(Stored data entries)
※

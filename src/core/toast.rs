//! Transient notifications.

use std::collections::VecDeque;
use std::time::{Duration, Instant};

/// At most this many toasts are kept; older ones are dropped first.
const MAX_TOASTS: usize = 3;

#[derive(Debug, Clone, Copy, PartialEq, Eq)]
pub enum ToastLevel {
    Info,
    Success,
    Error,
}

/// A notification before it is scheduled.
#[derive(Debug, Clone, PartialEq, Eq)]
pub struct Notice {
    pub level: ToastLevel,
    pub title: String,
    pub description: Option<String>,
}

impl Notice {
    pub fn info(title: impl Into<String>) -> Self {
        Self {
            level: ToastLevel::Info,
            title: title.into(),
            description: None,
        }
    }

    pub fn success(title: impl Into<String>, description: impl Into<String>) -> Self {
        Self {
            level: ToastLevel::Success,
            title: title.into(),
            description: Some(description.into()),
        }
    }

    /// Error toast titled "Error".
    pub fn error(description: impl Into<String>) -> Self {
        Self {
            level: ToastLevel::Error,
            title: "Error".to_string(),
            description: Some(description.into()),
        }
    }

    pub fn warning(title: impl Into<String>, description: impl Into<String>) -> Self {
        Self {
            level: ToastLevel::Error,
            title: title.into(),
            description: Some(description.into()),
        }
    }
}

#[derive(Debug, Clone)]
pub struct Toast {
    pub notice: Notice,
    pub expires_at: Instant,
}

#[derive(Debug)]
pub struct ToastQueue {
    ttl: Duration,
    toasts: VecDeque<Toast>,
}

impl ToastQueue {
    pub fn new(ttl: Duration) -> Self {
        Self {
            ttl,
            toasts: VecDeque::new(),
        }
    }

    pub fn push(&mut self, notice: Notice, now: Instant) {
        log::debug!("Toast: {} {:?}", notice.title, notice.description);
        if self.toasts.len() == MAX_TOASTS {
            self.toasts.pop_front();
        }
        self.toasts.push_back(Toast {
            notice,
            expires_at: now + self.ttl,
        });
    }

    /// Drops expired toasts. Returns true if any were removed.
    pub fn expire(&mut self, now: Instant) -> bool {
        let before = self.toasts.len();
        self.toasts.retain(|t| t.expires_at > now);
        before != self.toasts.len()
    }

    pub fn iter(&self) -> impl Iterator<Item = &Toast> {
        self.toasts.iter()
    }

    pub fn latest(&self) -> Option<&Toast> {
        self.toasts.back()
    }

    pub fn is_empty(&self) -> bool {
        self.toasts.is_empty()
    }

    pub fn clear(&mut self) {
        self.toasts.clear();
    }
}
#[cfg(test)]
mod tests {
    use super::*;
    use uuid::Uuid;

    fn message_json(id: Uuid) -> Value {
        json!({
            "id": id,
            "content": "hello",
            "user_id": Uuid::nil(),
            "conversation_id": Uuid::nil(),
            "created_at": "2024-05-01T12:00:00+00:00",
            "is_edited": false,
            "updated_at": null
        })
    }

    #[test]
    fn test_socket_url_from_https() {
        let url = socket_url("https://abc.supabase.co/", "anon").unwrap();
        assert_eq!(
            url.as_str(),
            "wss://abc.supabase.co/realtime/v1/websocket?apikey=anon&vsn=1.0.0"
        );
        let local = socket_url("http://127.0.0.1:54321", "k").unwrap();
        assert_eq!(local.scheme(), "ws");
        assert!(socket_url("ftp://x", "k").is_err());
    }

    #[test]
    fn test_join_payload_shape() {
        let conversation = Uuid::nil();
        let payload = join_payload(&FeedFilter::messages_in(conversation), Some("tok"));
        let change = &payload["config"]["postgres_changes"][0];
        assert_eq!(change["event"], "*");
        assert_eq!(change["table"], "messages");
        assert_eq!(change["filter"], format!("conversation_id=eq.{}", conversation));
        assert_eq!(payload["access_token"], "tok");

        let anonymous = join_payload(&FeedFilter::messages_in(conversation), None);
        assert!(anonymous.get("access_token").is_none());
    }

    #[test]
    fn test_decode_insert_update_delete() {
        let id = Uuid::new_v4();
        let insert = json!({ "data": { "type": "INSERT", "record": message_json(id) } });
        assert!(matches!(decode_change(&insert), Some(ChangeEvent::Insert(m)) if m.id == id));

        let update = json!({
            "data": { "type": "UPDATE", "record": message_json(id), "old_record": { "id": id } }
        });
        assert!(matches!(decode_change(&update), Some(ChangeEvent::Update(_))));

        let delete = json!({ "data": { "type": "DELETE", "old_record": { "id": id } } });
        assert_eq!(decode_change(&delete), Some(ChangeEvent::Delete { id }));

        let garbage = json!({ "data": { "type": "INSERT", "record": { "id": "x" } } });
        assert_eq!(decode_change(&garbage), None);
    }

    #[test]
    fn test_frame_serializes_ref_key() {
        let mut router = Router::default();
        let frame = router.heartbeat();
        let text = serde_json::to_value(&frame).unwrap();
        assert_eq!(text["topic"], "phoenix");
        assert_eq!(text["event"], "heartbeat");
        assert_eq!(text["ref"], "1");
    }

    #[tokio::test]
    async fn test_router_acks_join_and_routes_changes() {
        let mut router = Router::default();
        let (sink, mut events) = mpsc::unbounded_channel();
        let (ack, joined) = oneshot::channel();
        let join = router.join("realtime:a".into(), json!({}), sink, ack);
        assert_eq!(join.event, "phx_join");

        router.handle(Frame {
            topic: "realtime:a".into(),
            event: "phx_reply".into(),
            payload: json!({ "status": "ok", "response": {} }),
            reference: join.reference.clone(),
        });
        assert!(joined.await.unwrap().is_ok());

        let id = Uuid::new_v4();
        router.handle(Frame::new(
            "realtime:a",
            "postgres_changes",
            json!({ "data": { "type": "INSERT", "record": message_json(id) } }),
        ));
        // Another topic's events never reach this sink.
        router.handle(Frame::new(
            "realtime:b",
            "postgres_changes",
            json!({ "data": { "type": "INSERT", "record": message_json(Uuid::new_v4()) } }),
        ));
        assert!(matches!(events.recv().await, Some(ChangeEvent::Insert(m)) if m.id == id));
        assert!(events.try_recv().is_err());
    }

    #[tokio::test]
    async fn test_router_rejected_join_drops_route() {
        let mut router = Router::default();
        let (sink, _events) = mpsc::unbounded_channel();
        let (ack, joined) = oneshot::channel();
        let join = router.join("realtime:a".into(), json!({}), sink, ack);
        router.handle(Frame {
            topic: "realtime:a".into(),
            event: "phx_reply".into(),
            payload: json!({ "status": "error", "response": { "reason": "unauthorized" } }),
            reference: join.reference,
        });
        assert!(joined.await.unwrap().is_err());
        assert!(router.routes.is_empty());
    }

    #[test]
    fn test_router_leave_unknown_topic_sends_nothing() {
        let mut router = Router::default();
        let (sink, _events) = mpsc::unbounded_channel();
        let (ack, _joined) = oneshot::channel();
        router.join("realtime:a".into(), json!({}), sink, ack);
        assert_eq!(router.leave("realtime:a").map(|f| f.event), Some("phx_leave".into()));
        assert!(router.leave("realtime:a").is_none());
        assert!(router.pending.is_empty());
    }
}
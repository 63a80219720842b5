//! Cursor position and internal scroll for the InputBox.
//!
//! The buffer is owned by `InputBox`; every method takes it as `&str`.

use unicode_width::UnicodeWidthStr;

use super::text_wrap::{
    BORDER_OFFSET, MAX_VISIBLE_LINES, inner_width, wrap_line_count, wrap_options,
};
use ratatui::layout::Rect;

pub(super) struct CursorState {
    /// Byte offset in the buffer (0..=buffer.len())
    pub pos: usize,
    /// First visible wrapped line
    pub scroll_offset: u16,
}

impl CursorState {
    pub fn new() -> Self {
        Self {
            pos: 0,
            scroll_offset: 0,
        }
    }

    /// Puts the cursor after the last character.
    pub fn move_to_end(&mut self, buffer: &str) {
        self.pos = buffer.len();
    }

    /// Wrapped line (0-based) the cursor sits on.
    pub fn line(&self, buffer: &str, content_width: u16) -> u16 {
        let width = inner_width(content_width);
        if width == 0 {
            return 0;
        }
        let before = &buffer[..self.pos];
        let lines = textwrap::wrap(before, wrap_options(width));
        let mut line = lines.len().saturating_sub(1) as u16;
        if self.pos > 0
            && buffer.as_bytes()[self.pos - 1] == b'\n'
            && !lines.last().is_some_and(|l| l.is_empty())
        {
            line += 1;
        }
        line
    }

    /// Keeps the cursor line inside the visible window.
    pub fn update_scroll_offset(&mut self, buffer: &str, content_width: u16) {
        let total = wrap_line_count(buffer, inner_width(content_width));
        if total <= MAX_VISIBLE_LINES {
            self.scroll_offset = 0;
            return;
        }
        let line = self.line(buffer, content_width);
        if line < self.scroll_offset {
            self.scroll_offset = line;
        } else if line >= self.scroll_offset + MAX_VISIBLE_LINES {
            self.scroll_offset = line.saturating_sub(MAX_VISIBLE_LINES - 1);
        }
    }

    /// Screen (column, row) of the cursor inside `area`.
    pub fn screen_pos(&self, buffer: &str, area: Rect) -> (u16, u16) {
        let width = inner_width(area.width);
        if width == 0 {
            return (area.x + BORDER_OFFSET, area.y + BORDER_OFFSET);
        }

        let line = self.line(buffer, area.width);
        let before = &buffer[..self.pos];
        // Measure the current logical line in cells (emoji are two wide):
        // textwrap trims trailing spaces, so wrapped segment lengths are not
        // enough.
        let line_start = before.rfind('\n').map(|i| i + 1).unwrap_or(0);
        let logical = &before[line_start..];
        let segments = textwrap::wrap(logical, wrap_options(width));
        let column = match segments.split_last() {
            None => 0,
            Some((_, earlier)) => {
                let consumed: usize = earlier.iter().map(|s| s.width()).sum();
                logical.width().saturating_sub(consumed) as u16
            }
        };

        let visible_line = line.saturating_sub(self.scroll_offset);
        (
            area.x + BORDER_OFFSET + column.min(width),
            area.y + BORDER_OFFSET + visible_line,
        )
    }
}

※

> [TASK] With the entries above as the source, set down exactly the lines from the one holding "self.scroll_offset = 0;" through the last line, both ends included.

> [EXERCISE ANSWER]
            self.scroll_offset = 0;
            return;
        }
        let line = self.line(buffer, content_width);
        if line < self.scroll_offset {
            self.scroll_offset = line;
        } else if line >= self.scroll_offset + MAX_VISIBLE_LINES {
            self.scroll_offset = line.saturating_sub(MAX_VISIBLE_LINES - 1);
        }
    }

    /// Screen (column, row) of the cursor inside `area`.
    pub fn screen_pos(&self, buffer: &str, area: Rect) -> (u16, u16) {
        let width = inner_width(area.width);
        if width == 0 {
            return (area.x + BORDER_OFFSET, area.y + BORDER_OFFSET);
        }

        let line = self.line(buffer, area.width);
        let before = &buffer[..self.pos];
        // Measure the current logical line in cells (emoji are two wide):
        // textwrap trims trailing spaces, so wrapped segment lengths are not
        // enough.
        let line_start = before.rfind('\n').map(|i| i + 1).unwrap_or(0);
        let logical = &before[line_start..];
        let segments = textwrap::wrap(logical, wrap_options(width));
        let column = match segments.split_last() {
            None => 0,
            Some((_, earlier)) => {
                let consumed: usize = earlier.iter().map(|s| s.width()).sum();
                logical.width().saturating_sub(consumed) as u16
            }
        };

        let visible_line = line.saturating_sub(self.scroll_offset);
        (
            area.x + BORDER_OFFSET + column.min(width),
            area.y + BORDER_OFFSET + visible_line,
        )
    }
}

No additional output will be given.